Choose pointer types based on ownership and threading: Box<T> for single-owner heap allocation, Rc<T>/Arc<T> for shared ownership, Cell/RefCell/Mutex/RwLock for interior mutability. Use LazyLock/LazyCell (stable since 1.80) instead of lazy_static or once_cell. See references/pointer-types.md for the full single-thread vs multi-thread decision table and migration guidance.

Destructors and Cleanup

Drop::drop(&mut self) cannot return an error or .await. For fallible cleanup (I/O flush, network shutdown, async commit), expose an explicit close() or shutdown() method returning Result<(), Error> (or impl Future) and run best-effort cleanup in Drop as a fallback.

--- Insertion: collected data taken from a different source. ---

//! User-defined map and reduce functions, and how they are shipped to workers.
//!
//! A function is an ordinary serializable value implementing [`MapFunction`]
//! or [`ReduceFunction`]. Functions are gathered into a closed registry enum
//! with the [`registry!`](crate::registry!) macro; a serialized variant of that
//! enum is the "function body" the coordinator hands to each worker. Workers
//! link against the same registry, so deserializing the body is enough to
//! recover the callable.
//!
//! Inside the runtime everything travels as bytes. The `*_as_bytes` methods
//! bridge the typed user functions and the byte-level protocol: they decode
//! the inputs with the job's [`Serializer`], run the function and encode
//! whatever it emits.
//!
//! # Example
//!
//! ```
//! use kaylee::function::{MapFunction, MapOutput, ReduceFunction};
//! use serde::{Deserialize, Serialize};
//!
//! #[derive(Serialize, Deserialize, Debug, Clone, Copy)]
//! pub struct Lengths;
//!
//! impl MapFunction for Lengths {
//!     type Key = u64;
//!     type Value = String;
//!     type OutKey = usize;
//!     type OutValue = u64;
//!
//!     fn map(&self, _line: u64, text: String) -> MapOutput<usize, u64> {
//!         let lengths: Vec<_> = text.split_whitespace().map(|w| Ok((w.len(), 1))).collect();
//!         Ok(Box::new(lengths.into_iter()))
//!     }
//! }
//!
//! #[derive(Serialize, Deserialize, Debug, Clone, Copy)]
//! pub struct Count;
//!
//! impl ReduceFunction for Count {
//!     type Key = usize;
//!     type Value = u64;
//!     type Output = u64;
//!
//!     fn reduce(&self, _length: usize, values: Vec<u64>) -> anyhow::Result<u64> {
//!         Ok(values.into_iter().sum())
//!     }
//! }
//!
//! kaylee::registry! {
//!     pub enum Functions {
//!         map { Lengths(Lengths) }
//!         reduce { Count(Count) }
//!     }
//! }
//! ```

use std::fmt::Debug;

use bytes::Bytes;

use crate::{
    common::KeyValue,
    serializer::{Serializable, Serializer},
};

mod error;
pub use error::{BoxError, FunctionError, Role};

pub type AnyResult<T> = anyhow::Result<T>;

/// What a map function returns: a lazy sequence of intermediate pairs.
///
/// Each item may fail individually; the first failure aborts the task.
pub type MapOutput<K, V> = AnyResult<Box<dyn Iterator<Item = AnyResult<(K, V)>> + Send>>;

/// Serialized intermediate pairs, ready to be framed.
pub type Emissions = Box<dyn Iterator<Item = AnyResult<KeyValue>> + Send>;

/// A user map function.
pub trait MapFunction: Serializable + Clone + Debug {
    type Key: Serializable;
    type Value: Serializable;
    type OutKey: Serializable;
    type OutValue: Serializable;

    fn map(&self, key: Self::Key, value: Self::Value) -> MapOutput<Self::OutKey, Self::OutValue>;

    /// Decode the task frames, run [`MapFunction::map`] and encode the
    /// emitted pairs as they are produced.
    fn map_as_bytes(&self, serializer: Serializer, key: &[u8], value: &[u8]) -> AnyResult<Emissions> {
        let key = serializer
            .from_bytes(key)
            .map_err(|e| FunctionError::malformed("map input key", e))?;
        let value = serializer
            .from_bytes(value)
            .map_err(|e| FunctionError::malformed("map input value", e))?;

        let pairs = self.map(key, value)?;
        Ok(Box::new(pairs.map(move |pair| -> AnyResult<KeyValue> {
            let (key, value) = pair?;
            Ok(KeyValue::new(
                serializer.to_bytes(&key)?,
                serializer.to_bytes(&value)?,
            ))
        })))
    }
}

/// A user reduce function.
pub trait ReduceFunction: Serializable + Clone + Debug {
    type Key: Serializable;
    type Value: Serializable;
    type Output: Serializable;

    fn reduce(&self, key: Self::Key, values: Vec<Self::Value>) -> AnyResult<Self::Output>;

    /// Decode the key and the value collection frame, run
    /// [`ReduceFunction::reduce`] and encode its output.
    ///
    /// The collection frame is a serialized `Vec<Bytes>` whose elements are
    /// the individually serialized intermediate values.
    fn reduce_as_bytes(&self, serializer: Serializer, key: &[u8], values: &[u8]) -> AnyResult<Bytes> {
        let key = serializer
            .from_bytes(key)
            .map_err(|e| FunctionError::malformed("reduce key", e))?;
        let encoded: Vec<Bytes> = serializer
            .from_bytes(values)
            .map_err(|e| FunctionError::malformed("value collection", e))?;
        let values = encoded
            .iter()
            .map(|v| serializer.from_bytes(v))
            .collect::<AnyResult<Vec<_>>>()
            .map_err(|e| FunctionError::malformed("intermediate value", e))?;

        let output = self.reduce(key, values)?;
        serializer.to_bytes(&output)
    }
}

/// A closed set of shippable functions.
///
/// Implemented by the enums generated with [`registry!`](crate::registry!).
pub trait Registry: Serializable + Clone + Debug {
    /// Variant name, for logs and errors.
    fn name(&self) -> &'static str;

    fn map_as_bytes(&self, serializer: Serializer, key: &[u8], value: &[u8]) -> AnyResult<Emissions>;

    fn reduce_as_bytes(&self, serializer: Serializer, key: &[u8], values: &[u8]) -> AnyResult<Bytes>;
}

/// Declare a registry of map and reduce functions.
///
/// Generates a serializable enum with one variant per function, a
/// [`Registry`] implementation dispatching to the matching
/// [`MapFunction`]/[`ReduceFunction`], and a `From` impl per variant so the
/// function values can be handed straight to a job. Invoking a variant for
/// the other stage fails with [`FunctionError::WrongRole`].
///
/// The calling crate must depend on `serde` with the `derive` feature.
#[macro_export]
macro_rules! registry {
    (
        $(#[$meta:meta])*
        $vis:vis enum $name:ident {
            map { $($map_variant:ident($map_ty:ty)),* $(,)? }
            reduce { $($reduce_variant:ident($reduce_ty:ty)),* $(,)? }
        }
    ) => {
        $(#[$meta])*
        #[derive(::serde::Serialize, ::serde::Deserialize, Debug, Clone)]
        $vis enum $name {
            $($map_variant($map_ty),)*
            $($reduce_variant($reduce_ty),)*
        }

        impl $crate::function::Registry for $name {
            fn name(&self) -> &'static str {
                match self {
                    $(Self::$map_variant(_) => stringify!($map_variant),)*
                    $(Self::$reduce_variant(_) => stringify!($reduce_variant),)*
                }
            }

            #[allow(unreachable_patterns, unused_variables)]
            fn map_as_bytes(
                &self,
                serializer: $crate::serializer::Serializer,
                key: &[u8],
                value: &[u8],
            ) -> $crate::function::AnyResult<$crate::function::Emissions> {
                match self {
                    $(Self::$map_variant(f) => {
                        $crate::function::MapFunction::map_as_bytes(f, serializer, key, value)
                    })*
                    other => Err($crate::function::FunctionError::WrongRole {
                        function: $crate::function::Registry::name(other),
                        role: $crate::function::Role::Map,
                    }
                    .into()),
                }
            }

            #[allow(unreachable_patterns, unused_variables)]
            fn reduce_as_bytes(
                &self,
                serializer: $crate::serializer::Serializer,
                key: &[u8],
                values: &[u8],
            ) -> $crate::function::AnyResult<$crate::bytes::Bytes> {
                match self {
                    $(Self::$reduce_variant(f) => {
                        $crate::function::ReduceFunction::reduce_as_bytes(f, serializer, key, values)
                    })*
                    other => Err($crate::function::FunctionError::WrongRole {
                        function: $crate::function::Registry::name(other),
                        role: $crate::function::Role::Reduce,
                    }
                    .into()),
                }
            }
        }

        $(
            impl From<$map_ty> for $name {
                fn from(f: $map_ty) -> Self {
                    Self::$map_variant(f)
                }
            }
        )*
        $(
            impl From<$reduce_ty> for $name {
                fn from(f: $reduce_ty) -> Self {
                    Self::$reduce_variant(f)
                }
            }
        )*
    };
}


#[cfg(test)]
mod tests {
    use super::{test_functions::*, *};

    #[test]
    fn map_emits_encoded_pairs_lazily() {
        let serializer = Serializer::Postcard;
        let key = serializer.to_bytes(&0u64).unwrap();
        let value = serializer.to_bytes("a b a").unwrap();

        let body = TestFunctions::from(SplitWords);
        let emitted: Vec<KeyValue> = body
            .map_as_bytes(serializer, &key, &value)
            .unwrap()
            .collect::<AnyResult<_>>()
            .unwrap();

        let words: Vec<String> = emitted
            .iter()
            .map(|kv| serializer.from_bytes(&kv.key).unwrap())
            .collect();
        assert_eq!(words, ["a", "b", "a"]);
        assert_eq!(emitted[0].value, serializer.to_bytes(&1u64).unwrap());
    }

    #[test]
    fn reduce_decodes_each_value() {
        let serializer = Serializer::Cbor;
        let key = serializer.to_bytes("a").unwrap();
        let values: Vec<Bytes> = [2u64, 3, 5]
            .iter()
            .map(|v| serializer.to_bytes(v).unwrap())
            .collect();
        let values = serializer.to_bytes(&values).unwrap();

        let output = TestFunctions::from(Sum)
            .reduce_as_bytes(serializer, &key, &values)
            .unwrap();
        assert_eq!(serializer.from_bytes::<u64>(&output).unwrap(), 10);
    }

    #[test]
    fn wrong_role_is_rejected() {
        let err = TestFunctions::from(Sum)
            .map_as_bytes(Serializer::Postcard, &[], &[])
            .err()
            .unwrap();
        let err = err.downcast::<FunctionError>().unwrap();
        assert!(matches!(
            err,
            FunctionError::WrongRole {
                function: "Sum",
                role: Role::Map
            }
        ));
    }

    #[test]
    fn malformed_input_is_reported() {
        let err = TestFunctions::from(SplitWords)
            .map_as_bytes(Serializer::Postcard, &[0xff], &[])
            .err()
            .unwrap();
        assert!(matches!(
            err.downcast_ref::<FunctionError>(),
            Some(FunctionError::Malformed { what: "map input key", .. })
        ));
    }

    #[test]
    fn function_bodies_survive_shipping() {
        let serializer = Serializer::Postcard;
        let body = serializer.to_bytes(&TestFunctions::from(SplitWords)).unwrap();
        let shipped: TestFunctions = serializer.from_bytes(&body).unwrap();
        assert_eq!(shipped.name(), "SplitWords");
    }
}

Patterns for "consume self in Drop": Option<T>-newtype with mem::take, per-field mem::take, or ManuallyDrop<T>. Never block_on(...) in Drop (deadlock under async runtimes). For scoped state changes (toggle, restore, run on panic), use a drop guard bound with let _guard = ... — never let _ = ..., which drops immediately. scopeguard::defer! is the battle-tested option; note that drop guards do NOT run under panic = "abort". See references/coding-idioms.md and references/api-design.md for the explicit-destructor pattern.

Async APIs

async fn lowers to a state machine returning an anonymous impl Future. Lock down the Send-ness contract on public APIs with -> impl Future<...> + Send + '_ (or an explicit lifetime tied to &self) — auto-trait propagation through -> impl Trait is silent and a single Rc<...> or std::sync::MutexGuard held across .await downgrades the whole future to !Send, breaking downstream callers. Add + 'static only when the future must be spawned onto a multi-threaded executor (e.g. tokio::spawn); a blanket 'static on every signature forbids borrowing from &self and is the wrong default. Drop equals cancel: when a future is dropped mid-poll, locals drop, no cleanup runs. Document cancel-safety on every public async fn: cancel-safe (recv, observation-only) vs cancel-unsafe (read_exact, write_all, anything holding cross-poll invariants). For runtime-agnostic library code, take impl Future or use futures crate primitives — do NOT spawn internally, and document the required runtime. Use std::pin::pin! macro for stack-pinned local futures; Box::pin only when heap allocation is acceptable.